May 14, 2007
Banned Aid
How good of an idea is this?
Soldiers serving overseas will lose some of their online links to friends and loved ones back home under a Department of Defense policy that a high-ranking Army official said would take effect Monday.The Defense Department will begin blocking access "worldwide" to YouTube, MySpace and 11 other popular Web sites on its computers and networks, according to a memo sent Friday by Gen. B.B. Bell, the U.S. Forces Korea commander.
The policy is being implemented to protect information and reduce drag on the department's networks, according to Bell.
"This recreational traffic impacts our official DoD network and bandwidth ability, while posing a significant operational security challenge," the memo said.
The armed services have long barred members of the military from sharing information that could jeopardize their missions or safety, whether electronically or by other means.
The new policy is different because it creates a blanket ban on several sites used by military personnel to exchange messages, pictures, video and audio with family and friends.
My gut reaction? While I can understand the infrastructure demands that these and similar sites place upon defense networks designed first and foremost with military applications in mind, the ban once again shows a fundamental lack of understanding by military officials the importance online communications can and should play as part of a modern military's communications strategy.
Predictably, users of these sites will simply shift to similar sites that are not banned, and the military will waste more time and resources attempting to keep up in an ever-expanding, cat-and-mouse challenge as our ever-resourceful troops find new ways to keep lines of communication open with their stateside friends and family.
Instead of attempting to muzzle communications between soldiers and their social networks, the military should encourage communications between the troops in the field and their friends and family members back home. Time and again, the most positive messages coming out of Iraq and Afghanistan are those being voiced by our soldiers to friends and relatives in emails transformed into in blog entries and newspaper editorials.

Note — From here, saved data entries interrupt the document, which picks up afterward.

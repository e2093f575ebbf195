//! Shared test helpers: scripted providers and in-memory tools.

use async_trait::async_trait;
use nexagent_core::auth::AuthContext;
use nexagent_core::citation::CitationDraft;
use nexagent_core::error::{ProviderError, ToolError};
use nexagent_core::message::{Message, MessageToolCall};
use nexagent_core::provider::{
    ModelSource, Provider, ProviderConfig, ProviderRequest, ProviderResponse, ThinkingConfig, Tier,
    Usage,
};
use nexagent_core::schema::{ArgKind, ArgumentSchema};
use nexagent_core::tool::{Tool, ToolResult};
use std::sync::Mutex;
use std::time::Duration;

/// A mock provider that returns a sequence of scripted responses.
///
/// Each call to `complete` returns the next response in the queue and
/// records the request. With `repeat_last`, the final response is returned
/// forever; otherwise running past the script panics.
pub struct SequentialMockProvider {
    responses: Vec<ProviderResponse>,
    repeat_last: bool,
    requests: Mutex<Vec<ProviderRequest>>,
}

impl SequentialMockProvider {
    pub fn new(responses: Vec<ProviderResponse>) -> Self {
        Self {
            responses,
            repeat_last: false,
            requests: Mutex::new(Vec::new()),
        }
    }

    /// Keep returning `response` on every call.
    pub fn always(response: ProviderResponse) -> Self {
        Self {
            repeat_last: true,
            ..Self::new(vec![response])
        }
    }

    pub fn single_text(text: &str) -> Self {
        Self::new(vec![make_text_response(text)])
    }

    pub fn call_count(&self) -> usize {
        self.requests.lock().unwrap().len()
    }

    /// Every request the loop sent, in order.
    pub fn requests(&self) -> Vec<ProviderRequest> {
        self.requests.lock().unwrap().clone()
    }
}

#[async_trait]
impl Provider for SequentialMockProvider {
    fn name(&self) -> &str {
        "sequential_mock"
    }

    async fn complete(&self, request: ProviderRequest) -> Result<ProviderResponse, ProviderError> {
        let mut requests = self.requests.lock().unwrap();
        let n = requests.len();
        requests.push(request);

        let response = match self.responses.get(n) {
            Some(r) => r.clone(),
            None if self.repeat_last && !self.responses.is_empty() => {
                self.responses[self.responses.len() - 1].clone()
            }
            None => panic!(
                "SequentialMockProvider: no more responses (call #{n}, have {})",
                self.responses.len()
            ),
        };
        Ok(response)
    }
}

/// A provider that never answers; for cancellation tests.
pub struct HangingProvider;

#[async_trait]
impl Provider for HangingProvider {
    fn name(&self) -> &str {
        "hanging"
    }

    async fn complete(&self, _request: ProviderRequest) -> Result<ProviderResponse, ProviderError> {
        tokio::time::sleep(Duration::from_secs(3600)).await;
        Err(ProviderError::Timeout("unreachable".into()))
    }
}

fn mock_usage() -> Option<Usage> {
    Some(Usage {
        prompt_tokens: 10,
        completion_tokens: 5,
        total_tokens: 15,
    })
}

/// Create a simple text response (no tool calls).
pub fn make_text_response(text: &str) -> ProviderResponse {
    ProviderResponse {
        message: Message::assistant(text),
        usage: mock_usage(),
        model: "mock-model".into(),
    }
}

/// Create a response with tool calls and optional thought content.
pub fn make_tool_call_response(tool_calls: Vec<MessageToolCall>, thought: &str) -> ProviderResponse {
    let mut msg = Message::assistant(thought);
    msg.tool_calls = tool_calls;
    ProviderResponse {
        message: msg,
        usage: mock_usage(),
        model: "mock-model".into(),
    }
}

pub fn make_tool_call(id: &str, name: &str, args: serde_json::Value) -> MessageToolCall {
    MessageToolCall {
        id: id.to_string(),
        name: name.to_string(),
        arguments: args.to_string(),
    }
}

pub fn provider_config() -> ProviderConfig {
    ProviderConfig {
        provider: "mock".into(),
        model: "mock-model".into(),
        tier: Tier::Flash,
        thinking: ThinkingConfig::default(),
        source: ModelSource::Explicit,
    }
}

/// Echoes `text`, optionally after a delay.
pub struct EchoTool {
    pub name: &'static str,
    pub delay: Duration,
}

impl EchoTool {
    pub fn named(name: &'static str) -> Self {
        Self {
            name,
            delay: Duration::ZERO,
        }
    }

    pub fn delayed(name: &'static str, millis: u64) -> Self {
        Self {
            name,
            delay: Duration::from_millis(millis),
        }
    }
}

#[async_trait]
impl Tool for EchoTool {
    fn name(&self) -> &str {
        self.name
    }

    fn description(&self) -> &str {
        "Echo the text argument"
    }

    fn argument_schema(&self) -> ArgumentSchema {
        ArgumentSchema::new().required("text", ArgKind::String, "Text to echo")
    }

    async fn execute(
        &self,
        arguments: serde_json::Value,
        _auth: &AuthContext,
    ) -> Result<ToolResult, ToolError> {
        if !self.delay.is_zero() {
            tokio::time::sleep(self.delay).await;
        }
        let text = arguments["text"].as_str().unwrap_or_default();
        Ok(ToolResult::success(format!("{}: {text}", self.name)))
    }
}

/// Reports the caller's credential back as output.
pub struct WhoAmITool;

#[async_trait]
impl Tool for WhoAmITool {
    fn name(&self) -> &str {
        "whoami"
    }

    fn description(&self) -> &str {
        "Report the caller identity"
    }

    fn argument_schema(&self) -> ArgumentSchema {
        ArgumentSchema::new()
    }

    async fn execute(
        &self,
        _arguments: serde_json::Value,
        auth: &AuthContext,
    ) -> Result<ToolResult, ToolError> {
        Ok(ToolResult::success(format!(
            "token={} header={}",
            auth.bearer_token().unwrap_or("none"),
            auth.authorization_header().unwrap_or_default()
        )))
    }
}

/// An evidence tool returning one fixed source.
pub struct FakeLiteratureTool;

#[async_trait]
impl Tool for FakeLiteratureTool {
    fn name(&self) -> &str {
        "search_dental_literature"
    }

    fn description(&self) -> &str {
        "Search dental literature"
    }

    fn argument_schema(&self) -> ArgumentSchema {
        ArgumentSchema::new().required("query", ArgKind::String, "Topic")
    }

    fn is_evidence(&self) -> bool {
        true
    }

    async fn execute(
        &self,
        _arguments: serde_json::Value,
        _auth: &AuthContext,
    ) -> Result<ToolResult, ToolError> {
        Ok(ToolResult::success("1 source found").with_citations(vec![CitationDraft {
            title: "Antibiotic use in dental infections".into(),
            publication: "Ada".into(),
            year: Some(2023),
            url: "https://www.ada.org/antibiotics".into(),
        }]))
    }
}

/// A Nexus server that only knows how to list skills.
pub struct SkillsNexus {
    skills: Vec<nexagent_tools::Skill>,
    fail: bool,
    tokens: Mutex<Vec<Option<String>>>,
}

impl SkillsNexus {
    pub fn new(skills: Vec<nexagent_tools::Skill>) -> Self {
        Self {
            skills,
            fail: false,
            tokens: Mutex::new(Vec::new()),
        }
    }

    pub fn failing() -> Self {
        Self {
            fail: true,
            ..Self::new(Vec::new())
        }
    }

    /// Bearer tokens seen, in call order.
    pub fn seen_tokens(&self) -> Vec<Option<String>> {
        self.tokens.lock().unwrap().clone()
    }
}

#[async_trait]
impl nexagent_tools::NexusClient for SkillsNexus {
    async fn call(
        &self,
        auth: &AuthContext,
        method: &str,
        _params: serde_json::Value,
    ) -> Result<serde_json::Value, ToolError> {
        self.tokens
            .lock()
            .unwrap()
            .push(auth.bearer_token().map(String::from));
        if self.fail {
            return Err(ToolError::Remote {
                operation: method.to_string(),
                reason: "connection refused".into(),
            });
        }
        Ok(serde_json::json!({ "skills": self.skills }))
    }

    fn server_url(&self) -> &str {
        "http://nexus.test"
    }
}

The War on Terror is every bit as much a war of pixels and pictures and mindshare as it is a war of bullets and bravery. al Qaeda and the various insurgent groups know this instinctively, and dominate social networking and file-sharing sites. The Pentagon should engage their own Army of Davids and have our troops counter terrorist propaganda with their own frontline perspectives. Instead, those in senior positions who do not understand the communications battlespace plan to flee the online field, ceding it to the enemy.
There is no other way to address this than to call this flawed policy what it is: military communications shortsightedness of epic proportions.
I excerpted and linked at DoD blocks MySpace, YouTube, others (and part of this blog). I've been surprised how little I've seen this mentioned on other pro-troop sites, even after I emailed some of them to make sure they knew about it. I'd probably have seen your post earlier if I hadn't been busy redoing my site to make it less dependent on Photobucket, one of the sites that's apparently blocked now. I was hoping the brass learned something from the milblogs fiasco but apparently not.
Posted by: Bill Faith at May 14, 2007 10:05 PM
I know someone who XXXXX that processes all the XXXXX into and out of Iraq. They said the pipe is indeed limited.